Photos and video will be displayed on digital billboards throughout the Northeast, including in Times Square, while the FBI and New York Police Department are offering up to $65,000 for information leading to the identification, arrest and conviction of anyone responsible for the March 6, 2008, attack, authorities said.
No one was injured in the early morning bombing at the U.S. Armed Forces Recruiting Station. Authorities said the explosive device was built using an ammunition can commonly found on battlefields in Iraq and Afghanistan.
Officials say the suspect and possible accomplices may be connected to earlier unsolved bombings at the British and Mexican consulates.
"Someone, somewhere, knows something about a bomber who's still on the run," said George Venizelos, head of the FBI's New York office. "Today we're asking for the public's assistance in finding those responsible and encouraging the public to look closely at these photos and video, which could be the key to breaking the case."
Police Commissioner Raymond Kelly said in a release issued by the FBI and the police department: "While published reports have repeatedly cited the early morning time of the attack and the lack of casualties, the fact is the bomber narrowly missed killing or injuring passers-by who can be seen clearly in the vicinity, moments before the blast."
Videos of the suspect in a gray sweatshirt and pants of an unknown color were not previously viewed by the public, authorities said, and a picture of the bomb will be used to jog the memories of anyone who might know something. The videos are grainy, and the bicyclist is a tiny figure in most of them. Even the bomber's gender is unclear.
The suspect rode a blue Ross bicycle, got off his bike, placed a bomb at the station, lit a fuse and fled on the bike, authorities said.

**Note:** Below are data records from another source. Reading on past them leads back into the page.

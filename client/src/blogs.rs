//! Blog listing, lookup and editing.

use crate::client::{PocketBaseClient, multipart_form, trace_outcome};
use crate::error::{ClientError, Result};
use crate::wire::SORT_NEWEST;
use conference_alert_core::models::StoredRecord;
use conference_alert_core::{
    BlogCategory, BlogPost, BlogPostUpdate, BlogQuery, NewBlogPost, Page, PageRequest, RecordId, slug,
};

impl PocketBaseClient {
    /// Published posts matching `query`, newest first.
    ///
    /// # Errors
    ///
    /// Returns the transport or backend error.
    #[tracing::instrument(skip(self), name = "query_blogs")]
    pub async fn query_blogs(&self, query: &BlogQuery, request: PageRequest) -> Result<Page<BlogPost>> {
        trace_outcome(
            "query_blogs",
            self.list_records(BlogPost::COLLECTION, &query.to_filter(), SORT_NEWEST, "", request)
                .await,
        )
    }

    /// Every published post.
    ///
    /// # Errors
    ///
    /// Returns the transport or backend error.
    pub async fn list_blogs(&self, request: PageRequest) -> Result<Page<BlogPost>> {
        self.query_blogs(&BlogQuery::All, request).await
    }

    /// Published posts whose title, content, tags or category contain `term`.
    ///
    /// A blank term lists every published post.
    ///
    /// # Errors
    ///
    /// Returns the transport or backend error.
    pub async fn search_blogs(&self, term: &str, request: PageRequest) -> Result<Page<BlogPost>> {
        self.query_blogs(&BlogQuery::from_selection(term, None, ""), request)
            .await
    }

    /// Published posts in `category`.
    ///
    /// # Errors
    ///
    /// Returns the transport or backend error.
    pub async fn blogs_by_category(&self, category: BlogCategory, request: PageRequest) -> Result<Page<BlogPost>> {
        self.query_blogs(&BlogQuery::Category(category), request).await
    }

    /// Published posts tagged with `tag`.
    ///
    /// # Errors
    ///
    /// Returns the transport or backend error.
    pub async fn blogs_by_tag(&self, tag: &str, request: PageRequest) -> Result<Page<BlogPost>> {
        self.query_blogs(&BlogQuery::from_selection("", None, tag), request)
            .await
    }

    /// A post by id.
    ///
    /// Drafts and archived posts are only returned to administrators.
    ///
    /// # Errors
    ///
    /// Returns the transport or backend error.
    #[tracing::instrument(skip(self), name = "get_blog")]
    pub async fn get_blog(&self, id: &RecordId) -> Result<Option<BlogPost>> {
        let post: Option<BlogPost> = trace_outcome("get_blog", self.get_record(BlogPost::COLLECTION, id).await)?;
        let is_admin = self.current_user().is_some_and(|user| user.is_superuser());
        Ok(post.filter(|post| post.is_published() || is_admin))
    }

    /// A post by its detail-page slug.
    ///
    /// # Errors
    ///
    /// Returns the transport or backend error.
    pub async fn get_blog_by_slug(&self, slug: &str) -> Result<Option<BlogPost>> {
        let Some(id) = slug::decode(slug) else {
            tracing::debug!(slug, "Slug carries no record id");
            return Ok(None);
        };
        self.get_blog(&id).await
    }

    /// Up to `limit` other published posts in the same category, newest first.
    ///
    /// A post without a category has no related posts.
    ///
    /// # Errors
    ///
    /// Returns the transport or backend error.
    pub async fn related_blogs(&self, post: &BlogPost, limit: u32) -> Result<Vec<BlogPost>> {
        let Some(category) = post.category else {
            return Ok(Vec::new());
        };
        if limit == 0 {
            return Ok(Vec::new());
        }

        // One extra so the post itself can be dropped.
        let page = self
            .blogs_by_category(category, PageRequest::first(limit.saturating_add(1)))
            .await?;

        Ok(page
            .items
            .into_iter()
            .filter(|candidate| candidate.id != post.id)
            .take(limit as usize)
            .collect())
    }

    /// Publish or draft a new post. Administrators only.
    ///
    /// # Errors
    ///
    /// Returns [`ClientError::NotAuthenticated`] without a session,
    /// [`ClientError::Forbidden`] for non-administrators,
    /// [`ClientError::Validation`] for a missing field, or the backend's error.
    #[tracing::instrument(skip(self, post), fields(title = %post.title), name = "create_blog")]
    pub async fn create_blog(&self, post: &NewBlogPost) -> Result<BlogPost> {
        let result = async {
            self.require_superuser()?;
            post.validate()?;

            let image = post
                .featured_image
                .as_ref()
                .map(|attachment| (BlogPost::IMAGE_FIELD, attachment));
            let form = multipart_form(post.form_fields(), image)?;

            let created: BlogPost = self.create_record(BlogPost::COLLECTION, form).await?;
            tracing::info!(blog_id = %created.id, status = %created.status, "Blog post created");
            Ok::<_, ClientError>(created)
        }
        .await;

        trace_outcome("create_blog", result)
    }

    /// Apply a partial edit to a post. Administrators only.
    ///
    /// # Errors
    ///
    /// Same as [`create_blog`](Self::create_blog).
    #[tracing::instrument(skip(self, update), name = "update_blog")]
    pub async fn update_blog(&self, id: &RecordId, update: &BlogPostUpdate) -> Result<BlogPost> {
        let result = async {
            self.require_superuser()?;
            update.validate()?;

            let image = update
                .featured_image
                .as_ref()
                .map(|attachment| (BlogPost::IMAGE_FIELD, attachment));
            let form = multipart_form(update.form_fields(), image)?;

            let updated: BlogPost = self.update_record(BlogPost::COLLECTION, id, form).await?;
            tracing::info!(blog_id = %updated.id, "Blog post updated");
            Ok::<_, ClientError>(updated)
        }
        .await;

        trace_outcome("update_blog", result)
    }

    /// Public featured image URL, or `None` if no image was uploaded.
    #[must_use]
    pub fn blog_image_url(&self, post: &BlogPost) -> Option<String> {
        self.asset_url(post, BlogPost::IMAGE_FIELD)
    }

    /// Detail-page slug for `post`.
    #[must_use]
    pub fn blog_slug(post: &BlogPost) -> String {
        slug::encode(&post.title, &post.id)
    }
}
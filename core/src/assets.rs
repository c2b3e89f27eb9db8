//! File URL derivation.

use crate::models::StoredRecord;

/// URL of a file stored on a record, or `None` if the field is unset.
///
/// The shape is `{files_base}/{collection}/{record_id}/{filename}` where
/// `files_base` is the backend's `/api/files` endpoint.
///
/// # Examples
///
/// ```
/// # use conference_alert_core::assets::resolve_asset_url;
/// # use conference_alert_core::models::{Event, StoredRecord};
/// # fn demo(event: &Event) {
/// let url = resolve_asset_url("https://host/api/files", event, Event::THUMBNAIL_FIELD);
/// # }
/// ```
#[must_use]
pub fn resolve_asset_url<R: StoredRecord>(files_base: &str, record: &R, field: &str) -> Option<String> {
    let file_name = record.file_name(field).filter(|name| !name.is_empty())?;
    Some(format!(
        "{}/{}/{}/{}",
        files_base.trim_end_matches('/'),
        R::COLLECTION,
        record.record_id(),
        file_name
    ))
}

According to the release, the suspect appeared to be working alone but might have had a lookout or surveillance team of as many as five other individuals in Times Square at the time of the attack. The bicycle was recovered after the attack in a dumpster near Madison Avenue and 38th Street.
The appeal for help comes several weeks after a Brooklyn man was jailed for refusing to testify before a grand jury apparently looking into the Times Square bombing. The man's lawyer has said he knew nothing of the attack but objected to a government probe of a political movement he has participated in.